WHAT TO WORK ON -> Return the lines below that contain the word "PropertyBinding".

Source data

#![forbid(unsafe_code)]

//! Value-less change notification with RAII subscriptions.
//!
//! A [`Signal<T>`] is the notification half of an [`Observable`]: it owns no
//! value, it only fans an event out to subscribers. Bound objects that are
//! not observables raise a `Signal<()>` when their live value changes.
//!
//! # Invariants
//!
//! 1. Subscribers are notified in registration order.
//! 2. Dropping a [`Subscription`] removes the callback before the next
//!    notification cycle.
//! 3. `emit` holds no internal borrow while callbacks run, so a callback may
//!    subscribe, emit again, or drop subscriptions.
//!
//! [`Observable`]: super::Observable

use std::any::Any;
use std::cell::RefCell;
use std::rc::{Rc, Weak};

type Callback<T> = dyn Fn(&T);

/// RAII guard for a signal or observable subscription.
///
/// The guard holds the only strong reference to the callback; the signal
/// keeps a weak one. Dropping the guard therefore detaches the callback.
#[must_use = "dropping a Subscription immediately unsubscribes the callback"]
pub struct Subscription {
    _callback: Box<dyn Any>,
}

impl Subscription {
    fn new<T: 'static>(callback: Rc<Callback<T>>) -> Self {
        Self {
            _callback: Box::new(callback),
        }
    }
}

impl std::fmt::Debug for Subscription {
    fn fmt(&self, f: &mut std::fmt::Formatter<'_>) -> std::fmt::Result {
        f.debug_struct("Subscription").finish_non_exhaustive()
    }
}

/// Multicast notification channel. Clones share the subscriber list.
pub struct Signal<T> {
    subscribers: Rc<RefCell<Vec<Weak<Callback<T>>>>>,
}

impl<T> Clone for Signal<T> {
    fn clone(&self) -> Self {
        Self {
            subscribers: Rc::clone(&self.subscribers),
        }
    }
}

impl<T: 'static> Default for Signal<T> {
    fn default() -> Self {
        Self::new()
    }
}

impl<T: 'static> Signal<T> {
    #[must_use]
    pub fn new() -> Self {
        Self {
            subscribers: Rc::new(RefCell::new(Vec::new())),
        }
    }

    /// Register `callback`. It stays registered while the returned
    /// [`Subscription`] is alive.
    pub fn subscribe(&self, callback: impl Fn(&T) + 'static) -> Subscription {
        let callback: Rc<Callback<T>> = Rc::new(callback);
        self.subscribers.borrow_mut().push(Rc::downgrade(&callback));
        Subscription::new(callback)
    }

    /// Notify every live subscriber with `event`.
    pub fn emit(&self, event: &T) {
        let live: Vec<Rc<Callback<T>>> = {
            let mut subscribers = self.subscribers.borrow_mut();
            subscribers.retain(|weak| weak.strong_count() > 0);
            subscribers.iter().filter_map(Weak::upgrade).collect()
        };
        for callback in live {
            callback(event);
        }
    }

    /// Number of subscribers whose guard is still alive.
    #[must_use]
    pub fn subscriber_count(&self) -> usize {
        self.subscribers
            .borrow()
            .iter()
            .filter(|weak| weak.strong_count() > 0)
            .count()
    }
}

impl<T> std::fmt::Debug for Signal<T> {
    fn fmt(&self, f: &mut std::fmt::Formatter<'_>) -> std::fmt::Result {
        f.debug_struct("Signal")
            .field("subscribers", &self.subscribers.borrow().len())
            .finish()
    }
}
#![forbid(unsafe_code)]

//! Integration tests: settings persisted to a JSON file across sessions.

use std::path::Path;
use std::rc::Rc;

use tether_core::{JsonFileStore, Value, ValueStore};
use tether_harness::{CheckBox, LineEdit, ListEditor};
use tether_settings::{RegistryConfig, SettingsRegistry};

fn read_json(path: &Path) -> serde_json::Value {
    let text = std::fs::read_to_string(path).unwrap();
    serde_json::from_str(&text).unwrap()
}

#[test]
fn committed_values_survive_a_restart() {
    let dir = tempfile::tempdir().unwrap();
    let path = dir.path().join("settings.json");

    {
        let store = Rc::new(JsonFileStore::open(&path).unwrap());
        let mut registry = SettingsRegistry::new(Rc::clone(&store));
        let check = CheckBox::new(false);
        let edit = LineEdit::new("default");
        let items = ListEditor::default();
        registry.register_property("key 1", check.property()).unwrap();
        registry.register_property("key 2", edit.property()).unwrap();
        registry.register_property("key list", items.property()).unwrap();

        check.set_checked(true);
        edit.set_text("first edit");
        items.set_items(["first item", "second item"]);
        registry.apply_settings().unwrap();
    }

    assert_eq!(
        read_json(&path),
        serde_json::json!({
            "key 1": true,
            "key 2": "first edit",
            "key list": ["first item", "second item"],
        })
    );

    let store = Rc::new(JsonFileStore::open(&path).unwrap());
    let mut registry = SettingsRegistry::new(store);
    let check = CheckBox::new(false);
    let edit = LineEdit::new("default");
    let items = ListEditor::default();
    registry.register_property("key 1", check.property()).unwrap();
    registry.register_property("key 2", edit.property()).unwrap();
    registry.register_property("key list", items.property()).unwrap();

    assert!(check.is_checked());
    assert_eq!(edit.text(), "first edit");
    assert_eq!(items.items(), vec!["first item", "second item"]);
    assert!(registry.changed_settings().is_empty());
}

#[test]
fn interim_edits_reach_the_file_before_apply() {
    let dir = tempfile::tempdir().unwrap();
    let path = dir.path().join("settings.json");
    let store = Rc::new(JsonFileStore::open(&path).unwrap());
    let mut registry = SettingsRegistry::new(Rc::clone(&store));
    let edit = LineEdit::new("default");
    registry.register_property("key 2", edit.property()).unwrap();

    edit.set_text("uncommitted");
    assert_eq!(read_json(&path)["key 2"], "uncommitted");
    assert_eq!(registry.previous_value("key 2").unwrap(), Value::from("default"));

    registry.reset_settings().unwrap();
    assert_eq!(read_json(&path)["key 2"], "default");
}

#[test]
fn manual_sync_store_writes_once_on_apply() {
    let dir = tempfile::tempdir().unwrap();
    let path = dir.path().join("nested").join("settings.json");
    let store = Rc::new(JsonFileStore::open(&path).unwrap().with_auto_sync(false));
    let mut registry = SettingsRegistry::new(Rc::clone(&store));
    let check = CheckBox::new(false);
    registry.register_property("key 1", check.property()).unwrap();

    check.set_checked(true);
    assert!(!path.exists(), "nothing written before sync");
    assert!(store.is_dirty());

    registry.apply_settings().unwrap();
    assert!(!store.is_dirty());
    assert_eq!(read_json(&path)["key 1"], true);
}

#[test]
fn write_through_off_keeps_file_at_committed_state() {
    let dir = tempfile::tempdir().unwrap();
    let path = dir.path().join("settings.json");
    let store = Rc::new(JsonFileStore::open(&path).unwrap());
    let mut registry = SettingsRegistry::with_config(
        Rc::clone(&store),
        RegistryConfig::default().with_write_through(false),
    );
    let edit = LineEdit::new("default");
    registry.register_property("key 2", edit.property()).unwrap();

    edit.set_text("draft");
    assert_eq!(read_json(&path)["key 2"], "default");

    registry.apply_settings().unwrap();
    assert_eq!(read_json(&path)["key 2"], "draft");
}

#[test]
fn switching_to_a_profile_file_loads_its_values() {
    let dir = tempfile::tempdir().unwrap();
    let work = dir.path().join("work.json");
    let home = dir.path().join("home.json");
    std::fs::write(&home, r#"{ "key 2": "from home" }"#).unwrap();

    let mut registry = SettingsRegistry::new(Rc::new(JsonFileStore::open(&work).unwrap()));
    let check = CheckBox::new(true);
    let edit = LineEdit::new("default");
    registry.register_property("key 1", check.property()).unwrap();
    registry.register_property("key 2", edit.property()).unwrap();

    let home_store = Rc::new(JsonFileStore::open(&home).unwrap());
    registry.set_store(Rc::clone(&home_store)).unwrap();

    assert_eq!(edit.text(), "from home");
    assert_eq!(registry.default_value("key 2").unwrap(), Value::from("default"));
    assert_eq!(registry.previous_value("key 2").unwrap(), Value::from("from home"));
    assert_eq!(home_store.get("key 1").unwrap(), Some(Value::Bool(true)));
    assert!(registry.changed_settings().is_empty());
    assert_eq!(read_json(&home)["key 1"], true);
}

#[test]
fn config_file_drives_registry_behaviour() {
    let dir = tempfile::tempdir().unwrap();
    let config_path = dir.path().join("registry.toml");
    std::fs::write(&config_path, "seed_store = false\n").unwrap();
    let config = RegistryConfig::load(&config_path).unwrap();

    let store = Rc::new(JsonFileStore::open(dir.path().join("settings.json")).unwrap());
    let mut registry = SettingsRegistry::with_config(Rc::clone(&store), config);
    let check = CheckBox::new(false);
    registry.register_property("key 1", check.property()).unwrap();

    assert_eq!(store.keys().unwrap(), Vec::<String>::new());
    registry.apply_settings().unwrap();
    assert_eq!(store.get("key 1").unwrap(), Some(Value::Bool(false)));
}
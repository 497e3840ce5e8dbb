#![forbid(unsafe_code)]

//! Clean/dirty classification of registered entries.
//!
//! An entry is `Dirty` iff its current value differs from its previous
//! (last committed) value, by value equality. Every entry starts `Clean`.
//!
//! ```text
//!            live edit that changes the value
//!   Clean ───────────────────────────────────▶ Dirty ──┐
//!     ▲                                          │     │ further edits
//!     └──────── apply_settings / reset_settings ─┘ ◀───┘
//! ```
//!
//! An edit that restores the committed value by hand also returns the entry
//! to `Clean`; the state is derived, never stored.

use tether_core::Value;

#[derive(Debug, Clone, Copy, PartialEq, Eq, Hash)]
pub enum EntryState {
    Clean,
    Dirty,
}

impl EntryState {
    #[must_use]
    pub fn between(previous: &Value, current: &Value) -> Self {
        if previous == current {
            Self::Clean
        } else {
            Self::Dirty
        }
    }

    #[must_use]
    pub const fn is_dirty(self) -> bool {
        matches!(self, Self::Dirty)
    }
}

/// Keys whose current value differs from their previous value, in the order
/// `slots` yields them.
///
/// Each item is `(key, previous, current)`.
pub fn changed_keys<'a, I>(slots: I) -> Vec<String>
where
    I: IntoIterator<Item = (&'a str, &'a Value, &'a Value)>,
{
    slots
        .into_iter()
        .filter(|(_, previous, current)| EntryState::between(previous, current).is_dirty())
        .map(|(key, _, _)| key.to_owned())
        .collect()
}
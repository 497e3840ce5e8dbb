#![forbid(unsafe_code)]

//! Minimal bound controls.
//!
//! User interaction is simulated by the `set_*`/`push`/`clear` methods,
//! which change the live state and raise its change notification exactly as
//! a real control would on input.

use tether_runtime::{MappedProperty, Observable, PropertyBinding};

/// Two-state toggle with a `checked` property.
#[derive(Debug, Clone, Default)]
pub struct CheckBox {
    checked: Observable<bool>,
}

impl CheckBox {
    #[must_use]
    pub fn new(checked: bool) -> Self {
        Self {
            checked: Observable::new(checked),
        }
    }

    #[must_use]
    pub fn is_checked(&self) -> bool {
        self.checked.get()
    }

    pub fn set_checked(&self, checked: bool) {
        self.checked.set(checked);
    }

    pub fn toggle(&self) {
        self.checked.update(|c| *c = !*c);
    }

    /// Binding to the `checked` property.
    #[must_use]
    pub fn property(&self) -> PropertyBinding<bool> {
        PropertyBinding::new("checked", &self.checked)
    }

    /// Binding to the logical complement of `checked`.
    #[must_use]
    pub fn complement_property(&self) -> MappedProperty<PropertyBinding<bool>> {
        MappedProperty::complement(self.property())
    }
}

/// Single-line text input with a `text` property.
#[derive(Debug, Clone, Default)]
pub struct LineEdit {
    text: Observable<String>,
}

impl LineEdit {
    pub fn new(text: impl Into<String>) -> Self {
        Self {
            text: Observable::new(text.into()),
        }
    }

    #[must_use]
    pub fn text(&self) -> String {
        self.text.get()
    }

    pub fn set_text(&self, text: impl Into<String>) {
        self.text.set(text.into());
    }

    #[must_use]
    pub fn property(&self) -> PropertyBinding<String> {
        PropertyBinding::new("text", &self.text)
    }
}

/// Editable list of strings with an `items` property.
#[derive(Debug, Clone, Default)]
pub struct ListEditor {
    items: Observable<Vec<String>>,
}

impl ListEditor {
    pub fn new<I, S>(items: I) -> Self
    where
        I: IntoIterator<Item = S>,
        S: Into<String>,
    {
        Self {
            items: Observable::new(items.into_iter().map(Into::into).collect()),
        }
    }

    #[must_use]
    pub fn items(&self) -> Vec<String> {
        self.items.get()
    }

    pub fn push(&self, item: impl Into<String>) {
        let item = item.into();
        self.items.update(|items| items.push(item));
    }

    pub fn set_items<I, S>(&self, items: I)
    where
        I: IntoIterator<Item = S>,
        S: Into<String>,
    {
        self.items.set(items.into_iter().map(Into::into).collect());
    }

    pub fn clear(&self) {
        self.items.set(Vec::new());
    }

    #[must_use]
    pub fn property(&self) -> PropertyBinding<Vec<String>> {
        PropertyBinding::new("items", &self.items)
    }
}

EXPECTED ANSWER ->
use tether_runtime::{MappedProperty, Observable, PropertyBinding};
    pub fn property(&self) -> PropertyBinding<bool> {
        PropertyBinding::new("checked", &self.checked)
    pub fn complement_property(&self) -> MappedProperty<PropertyBinding<bool>> {
    pub fn property(&self) -> PropertyBinding<String> {
        PropertyBinding::new("text", &self.text)
    pub fn property(&self) -> PropertyBinding<Vec<String>> {
        PropertyBinding::new("items", &self.items)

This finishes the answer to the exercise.